## [WHAT IS REQUIRED]
The word "const" occurs in some of the lines below; copy each of those lines.

Stored data:
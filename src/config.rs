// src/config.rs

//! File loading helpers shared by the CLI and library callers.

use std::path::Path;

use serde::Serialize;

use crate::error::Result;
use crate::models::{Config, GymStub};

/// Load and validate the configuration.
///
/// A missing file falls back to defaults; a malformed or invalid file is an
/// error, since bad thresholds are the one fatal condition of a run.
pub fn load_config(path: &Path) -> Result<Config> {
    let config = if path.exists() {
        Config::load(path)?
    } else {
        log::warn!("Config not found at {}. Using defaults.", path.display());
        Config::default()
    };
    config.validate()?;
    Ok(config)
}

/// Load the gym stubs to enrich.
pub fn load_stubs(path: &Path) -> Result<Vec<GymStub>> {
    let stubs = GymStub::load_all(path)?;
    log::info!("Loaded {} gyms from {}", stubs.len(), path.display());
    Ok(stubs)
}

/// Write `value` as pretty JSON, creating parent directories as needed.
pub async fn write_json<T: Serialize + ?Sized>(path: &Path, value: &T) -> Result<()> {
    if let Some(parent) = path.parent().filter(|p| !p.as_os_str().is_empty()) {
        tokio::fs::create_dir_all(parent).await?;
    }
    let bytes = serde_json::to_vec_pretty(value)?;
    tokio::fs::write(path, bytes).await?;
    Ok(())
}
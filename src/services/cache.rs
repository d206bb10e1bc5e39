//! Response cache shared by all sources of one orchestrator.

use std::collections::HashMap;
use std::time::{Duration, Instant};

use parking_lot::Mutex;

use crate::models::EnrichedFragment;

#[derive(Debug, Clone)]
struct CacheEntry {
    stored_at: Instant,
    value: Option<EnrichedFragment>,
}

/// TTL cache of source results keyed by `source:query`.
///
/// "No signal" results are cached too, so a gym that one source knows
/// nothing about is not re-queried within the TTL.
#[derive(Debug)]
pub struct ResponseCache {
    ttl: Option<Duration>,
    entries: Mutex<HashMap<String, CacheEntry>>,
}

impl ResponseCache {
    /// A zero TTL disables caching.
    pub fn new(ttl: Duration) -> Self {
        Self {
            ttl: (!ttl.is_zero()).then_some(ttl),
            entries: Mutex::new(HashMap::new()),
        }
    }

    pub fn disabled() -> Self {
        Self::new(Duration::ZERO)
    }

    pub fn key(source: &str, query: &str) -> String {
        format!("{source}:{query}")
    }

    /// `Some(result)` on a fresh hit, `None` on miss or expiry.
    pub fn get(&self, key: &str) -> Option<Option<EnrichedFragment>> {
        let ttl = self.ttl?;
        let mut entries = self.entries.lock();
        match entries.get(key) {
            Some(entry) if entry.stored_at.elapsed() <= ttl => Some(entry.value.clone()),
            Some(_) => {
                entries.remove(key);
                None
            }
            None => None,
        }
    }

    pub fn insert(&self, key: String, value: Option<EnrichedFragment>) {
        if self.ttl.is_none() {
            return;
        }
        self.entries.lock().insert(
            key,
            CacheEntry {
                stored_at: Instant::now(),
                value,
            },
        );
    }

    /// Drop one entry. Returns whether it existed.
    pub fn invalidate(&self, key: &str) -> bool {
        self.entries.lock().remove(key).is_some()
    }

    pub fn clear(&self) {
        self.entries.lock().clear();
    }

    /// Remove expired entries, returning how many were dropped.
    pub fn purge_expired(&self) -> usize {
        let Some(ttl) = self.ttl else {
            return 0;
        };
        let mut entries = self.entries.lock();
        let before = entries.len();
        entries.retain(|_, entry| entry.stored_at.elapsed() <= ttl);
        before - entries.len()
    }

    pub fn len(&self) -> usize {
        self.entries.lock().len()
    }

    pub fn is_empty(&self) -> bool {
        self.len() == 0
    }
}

--

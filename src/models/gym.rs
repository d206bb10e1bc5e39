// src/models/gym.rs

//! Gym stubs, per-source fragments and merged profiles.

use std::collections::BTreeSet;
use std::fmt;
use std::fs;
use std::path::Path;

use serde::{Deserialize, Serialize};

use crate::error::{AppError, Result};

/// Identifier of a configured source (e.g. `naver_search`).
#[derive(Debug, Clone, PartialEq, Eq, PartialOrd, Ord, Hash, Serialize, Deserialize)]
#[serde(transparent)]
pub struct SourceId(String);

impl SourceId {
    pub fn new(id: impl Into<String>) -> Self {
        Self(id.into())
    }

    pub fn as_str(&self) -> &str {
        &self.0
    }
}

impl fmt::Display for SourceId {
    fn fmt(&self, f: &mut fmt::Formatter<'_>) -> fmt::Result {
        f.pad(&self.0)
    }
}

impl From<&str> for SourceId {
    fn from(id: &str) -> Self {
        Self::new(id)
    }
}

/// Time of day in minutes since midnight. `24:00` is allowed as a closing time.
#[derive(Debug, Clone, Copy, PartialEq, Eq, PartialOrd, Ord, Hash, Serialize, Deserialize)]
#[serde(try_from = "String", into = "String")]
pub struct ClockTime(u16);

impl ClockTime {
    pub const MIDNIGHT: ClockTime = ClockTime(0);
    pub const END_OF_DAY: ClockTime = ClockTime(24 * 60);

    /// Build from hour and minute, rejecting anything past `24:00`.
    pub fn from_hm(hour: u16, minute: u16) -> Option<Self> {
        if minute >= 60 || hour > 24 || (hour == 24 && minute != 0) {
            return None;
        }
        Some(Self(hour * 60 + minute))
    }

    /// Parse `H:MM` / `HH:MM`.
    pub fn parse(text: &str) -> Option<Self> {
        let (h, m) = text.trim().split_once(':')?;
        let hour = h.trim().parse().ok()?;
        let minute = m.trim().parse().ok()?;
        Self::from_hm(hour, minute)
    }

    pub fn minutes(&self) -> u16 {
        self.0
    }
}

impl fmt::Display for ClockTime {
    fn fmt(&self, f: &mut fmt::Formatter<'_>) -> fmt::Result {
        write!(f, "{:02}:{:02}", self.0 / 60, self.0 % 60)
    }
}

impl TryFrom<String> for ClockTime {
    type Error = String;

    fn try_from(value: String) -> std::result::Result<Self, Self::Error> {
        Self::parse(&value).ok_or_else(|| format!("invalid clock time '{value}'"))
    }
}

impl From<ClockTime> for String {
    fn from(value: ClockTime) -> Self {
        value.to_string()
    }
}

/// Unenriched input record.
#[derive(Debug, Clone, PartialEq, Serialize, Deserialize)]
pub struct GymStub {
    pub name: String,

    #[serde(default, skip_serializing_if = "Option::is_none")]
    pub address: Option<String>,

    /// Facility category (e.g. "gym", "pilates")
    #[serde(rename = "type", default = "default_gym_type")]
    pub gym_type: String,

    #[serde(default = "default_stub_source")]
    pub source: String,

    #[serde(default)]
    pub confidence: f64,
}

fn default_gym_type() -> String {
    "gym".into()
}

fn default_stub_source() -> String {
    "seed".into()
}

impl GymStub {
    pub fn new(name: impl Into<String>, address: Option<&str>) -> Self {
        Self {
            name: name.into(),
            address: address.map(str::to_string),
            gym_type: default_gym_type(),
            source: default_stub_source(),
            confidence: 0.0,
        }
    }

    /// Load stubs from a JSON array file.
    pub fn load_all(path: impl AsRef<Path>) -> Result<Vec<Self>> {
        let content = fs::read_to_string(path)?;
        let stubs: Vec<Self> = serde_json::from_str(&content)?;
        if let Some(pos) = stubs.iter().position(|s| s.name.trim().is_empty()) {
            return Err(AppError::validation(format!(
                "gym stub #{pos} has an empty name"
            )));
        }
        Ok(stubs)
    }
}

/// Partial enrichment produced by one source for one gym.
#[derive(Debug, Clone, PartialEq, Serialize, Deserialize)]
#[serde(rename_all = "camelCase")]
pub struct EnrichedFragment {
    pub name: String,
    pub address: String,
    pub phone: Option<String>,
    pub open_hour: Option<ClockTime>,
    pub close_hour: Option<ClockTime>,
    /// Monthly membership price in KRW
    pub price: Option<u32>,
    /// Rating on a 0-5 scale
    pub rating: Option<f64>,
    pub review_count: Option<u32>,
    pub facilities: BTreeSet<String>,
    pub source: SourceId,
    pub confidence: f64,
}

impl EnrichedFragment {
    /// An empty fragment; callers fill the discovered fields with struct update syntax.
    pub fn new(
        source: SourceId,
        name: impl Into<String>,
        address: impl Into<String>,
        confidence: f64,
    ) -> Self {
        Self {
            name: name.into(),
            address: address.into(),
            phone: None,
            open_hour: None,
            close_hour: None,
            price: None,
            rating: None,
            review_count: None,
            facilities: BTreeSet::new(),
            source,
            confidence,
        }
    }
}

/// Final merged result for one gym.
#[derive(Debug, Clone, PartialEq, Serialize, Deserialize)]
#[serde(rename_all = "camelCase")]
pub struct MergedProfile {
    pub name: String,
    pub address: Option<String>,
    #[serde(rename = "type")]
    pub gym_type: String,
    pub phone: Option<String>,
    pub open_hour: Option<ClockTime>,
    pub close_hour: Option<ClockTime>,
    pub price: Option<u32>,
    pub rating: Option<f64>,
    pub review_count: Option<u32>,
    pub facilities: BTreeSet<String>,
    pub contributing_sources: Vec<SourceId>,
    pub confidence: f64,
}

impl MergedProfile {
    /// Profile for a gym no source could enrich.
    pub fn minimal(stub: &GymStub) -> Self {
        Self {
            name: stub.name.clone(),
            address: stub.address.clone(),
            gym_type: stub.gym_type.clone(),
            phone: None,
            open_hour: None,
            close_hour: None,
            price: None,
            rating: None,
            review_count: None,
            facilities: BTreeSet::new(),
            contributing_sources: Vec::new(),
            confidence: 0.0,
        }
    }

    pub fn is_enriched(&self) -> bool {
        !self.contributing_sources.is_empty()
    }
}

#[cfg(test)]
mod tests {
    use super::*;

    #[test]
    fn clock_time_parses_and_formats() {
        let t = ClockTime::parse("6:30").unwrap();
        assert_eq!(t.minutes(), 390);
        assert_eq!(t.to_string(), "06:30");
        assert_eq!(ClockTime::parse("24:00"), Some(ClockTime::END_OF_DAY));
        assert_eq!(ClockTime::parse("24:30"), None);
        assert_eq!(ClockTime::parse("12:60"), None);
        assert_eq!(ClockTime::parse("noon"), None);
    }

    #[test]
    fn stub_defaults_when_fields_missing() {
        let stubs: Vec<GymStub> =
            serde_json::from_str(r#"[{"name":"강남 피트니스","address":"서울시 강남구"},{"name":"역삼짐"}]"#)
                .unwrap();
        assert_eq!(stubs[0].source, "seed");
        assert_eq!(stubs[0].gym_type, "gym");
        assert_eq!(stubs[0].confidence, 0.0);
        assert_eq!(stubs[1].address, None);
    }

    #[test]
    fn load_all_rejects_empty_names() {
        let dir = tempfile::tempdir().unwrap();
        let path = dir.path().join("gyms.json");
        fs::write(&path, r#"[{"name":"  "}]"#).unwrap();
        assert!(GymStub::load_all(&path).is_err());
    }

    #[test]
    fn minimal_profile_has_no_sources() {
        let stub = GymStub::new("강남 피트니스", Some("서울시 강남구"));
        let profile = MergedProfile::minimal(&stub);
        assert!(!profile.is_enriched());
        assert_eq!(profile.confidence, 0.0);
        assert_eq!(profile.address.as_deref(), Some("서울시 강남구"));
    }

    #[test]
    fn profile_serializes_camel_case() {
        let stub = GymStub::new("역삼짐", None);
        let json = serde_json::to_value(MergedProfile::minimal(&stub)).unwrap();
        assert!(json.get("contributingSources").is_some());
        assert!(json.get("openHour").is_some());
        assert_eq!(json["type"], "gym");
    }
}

## [RESULT]
    pub const MIDNIGHT: ClockTime = ClockTime(0);
    pub const END_OF_DAY: ClockTime = ClockTime(24 * 60);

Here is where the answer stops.